═════ EXCERPTED DATA

//! HTTP route handlers.

use axum::{
    Json, Router,
    extract::{
        Path, Query, State,
        rejection::{JsonRejection, QueryRejection},
    },
    http::StatusCode,
    response::IntoResponse,
    routing::{get, post},
};
use tower_http::trace::TraceLayer;
use tracing::{error, warn};

use crate::domain::{Coordinate, StationId};
use crate::enrich::{EnrichError, EnrichReport, InvalidRecord, StationRecord};
use crate::geocode::Geocoder;
use crate::planner::PlanError;
use crate::routing::RouteProvider;

use super::dto::*;
use super::state::AppState;

/// Create the application router.
pub fn create_router<R, G>(state: AppState<R, G>) -> Router
where
    R: RouteProvider + 'static,
    G: Geocoder + 'static,
{
    Router::new()
        .route("/health", get(health))
        .route("/api/route", get(plan_route::<R, G>))
        .route("/api/stations/near", get(stations_near::<R, G>))
        .route("/api/stations/import", post(import_stations::<R, G>))
        .route("/api/stations/:id", get(get_station::<R, G>))
        .layer(TraceLayer::new_for_http())
        .with_state(state)
}

/// Health check endpoint.
async fn health() -> &'static str {
    "ok"
}

/// Plan fuel stops between two points.
async fn plan_route<R: RouteProvider, G: Geocoder>(
    State(state): State<AppState<R, G>>,
    query: Result<Query<RouteQuery>, QueryRejection>,
) -> Result<Json<RoutePlanResponse>, AppError> {
    let Query(req) = query?;
    let start = parse_point("start", &req.start)?;
    let end = parse_point("end", &req.end)?;

    let plan = state.planner.plan(start, end).await?;
    Ok(Json(RoutePlanResponse::from_plan(&plan)))
}

/// Look up one station.
async fn get_station<R: RouteProvider, G: Geocoder>(
    State(state): State<AppState<R, G>>,
    Path(id): Path<String>,
) -> Result<Json<StationResult>, AppError> {
    let id = StationId::parse(&id).map_err(|e| AppError::InvalidInput {
        message: e.to_string(),
    })?;
    let station = state
        .catalog()
        .get_by_id(&id)
        .await
        .ok_or_else(|| AppError::NotFound {
            message: format!("station {id} not found"),
        })?;
    Ok(Json(StationResult::from(&station)))
}

/// Located stations around a point, nearest first.
async fn stations_near<R: RouteProvider, G: Geocoder>(
    State(state): State<AppState<R, G>>,
    query: Result<Query<NearQuery>, QueryRejection>,
) -> Result<Json<NearResponse>, AppError> {
    let Query(req) = query?;
    let point = parse_point("point", &req.point)?;
    let radius = req
        .radius_miles
        .unwrap_or_else(|| state.planner.config().proximity_miles());
    if !radius.is_finite() || radius < 0.0 {
        return Err(AppError::InvalidInput {
            message: "radius_miles must be a non-negative number".to_string(),
        });
    }

    let stations = state
        .catalog()
        .query_near(&point, radius)
        .await
        .into_iter()
        .map(|(station, distance_miles)| NearbyStation {
            station: StationResult::from(&station),
            distance_miles,
        })
        .collect();
    Ok(Json(NearResponse { stations }))
}

/// Import a JSON array of station records.
///
/// Each element is validated on its own; a malformed element becomes an
/// `invalid` outcome and the rest of the batch still runs.
async fn import_stations<R: RouteProvider, G: Geocoder>(
    State(state): State<AppState<R, G>>,
    body: Result<Json<Vec<serde_json::Value>>, JsonRejection>,
) -> Result<Json<EnrichReport>, AppError> {
    let Json(values) = body?;
    let records = values.into_iter().map(|value| {
        serde_json::from_value::<StationRecord>(value)
            .map_err(|e| InvalidRecord::new(e.to_string()))
    });

    let report = state.enrichment.run(records, &state.shutdown).await?;
    Ok(Json(report))
}

fn parse_point(name: &str, value: &str) -> Result<Coordinate, AppError> {
    Coordinate::parse_lon_lat(value).map_err(|e| AppError::InvalidInput {
        message: format!("{name}: {e}"),
    })
}

/// Application error type.
#[derive(Debug)]
pub enum AppError {
    InvalidInput { message: String },
    NotFound { message: String },
    FeasibilityUnreachable { message: String },
    UpstreamUnavailable { message: String },
    Internal { message: String },
}

impl AppError {
    fn status(&self) -> StatusCode {
        match self {
            AppError::InvalidInput { .. } => StatusCode::BAD_REQUEST,
            AppError::NotFound { .. } => StatusCode::NOT_FOUND,
            AppError::FeasibilityUnreachable { .. } => StatusCode::UNPROCESSABLE_ENTITY,
            AppError::UpstreamUnavailable { .. } => StatusCode::BAD_GATEWAY,
            AppError::Internal { .. } => StatusCode::INTERNAL_SERVER_ERROR,
        }
    }

    fn code(&self) -> &'static str {
        match self {
            AppError::InvalidInput { .. } => "invalid_input",
            AppError::NotFound { .. } => "not_found",
            AppError::FeasibilityUnreachable { .. } => "feasibility_unreachable",
            AppError::UpstreamUnavailable { .. } => "upstream_unavailable",
            AppError::Internal { .. } => "internal",
        }
    }

    fn message(self) -> String {
        match self {
            AppError::InvalidInput { message }
            | AppError::NotFound { message }
            | AppError::FeasibilityUnreachable { message }
            | AppError::UpstreamUnavailable { message }
            | AppError::Internal { message } => message,
        }
    }
}

impl From<PlanError> for AppError {
    fn from(e: PlanError) -> Self {
        let message = e.to_string();
        match e {
            PlanError::UpstreamUnavailable(_) => AppError::UpstreamUnavailable { message },
            PlanError::FeasibilityUnreachable { .. } => {
                AppError::FeasibilityUnreachable { message }
            }
        }
    }
}

impl From<EnrichError> for AppError {
    fn from(e: EnrichError) -> Self {
        AppError::Internal {
            message: e.to_string(),
        }
    }
}

impl From<QueryRejection> for AppError {
    fn from(e: QueryRejection) -> Self {
        AppError::InvalidInput {
            message: e.body_text(),
        }
    }
}

impl From<JsonRejection> for AppError {
    fn from(e: JsonRejection) -> Self {
        AppError::InvalidInput {
            message: e.body_text(),
        }
    }
}

impl IntoResponse for AppError {
    fn into_response(self) -> axum::response::Response {
        let status = self.status();
        let code = self.code();
        let message = self.message();

        if status.is_server_error() {
            error!(%status, code, %message, "request failed");
        } else {
            warn!(%status, code, %message, "request rejected");
        }

        let body = Json(ErrorResponse {
            error: message,
            code,
        });
        (status, body).into_response()
    }
}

══════════

ACTIVITY. Find each line in the records holding the string "RouteProvider" and show it.

EXPECTED OUTPUT.
use crate::routing::RouteProvider;
    R: RouteProvider + 'static,
async fn plan_route<R: RouteProvider, G: Geocoder>(
async fn get_station<R: RouteProvider, G: Geocoder>(
async fn stations_near<R: RouteProvider, G: Geocoder>(
async fn import_stations<R: RouteProvider, G: Geocoder>(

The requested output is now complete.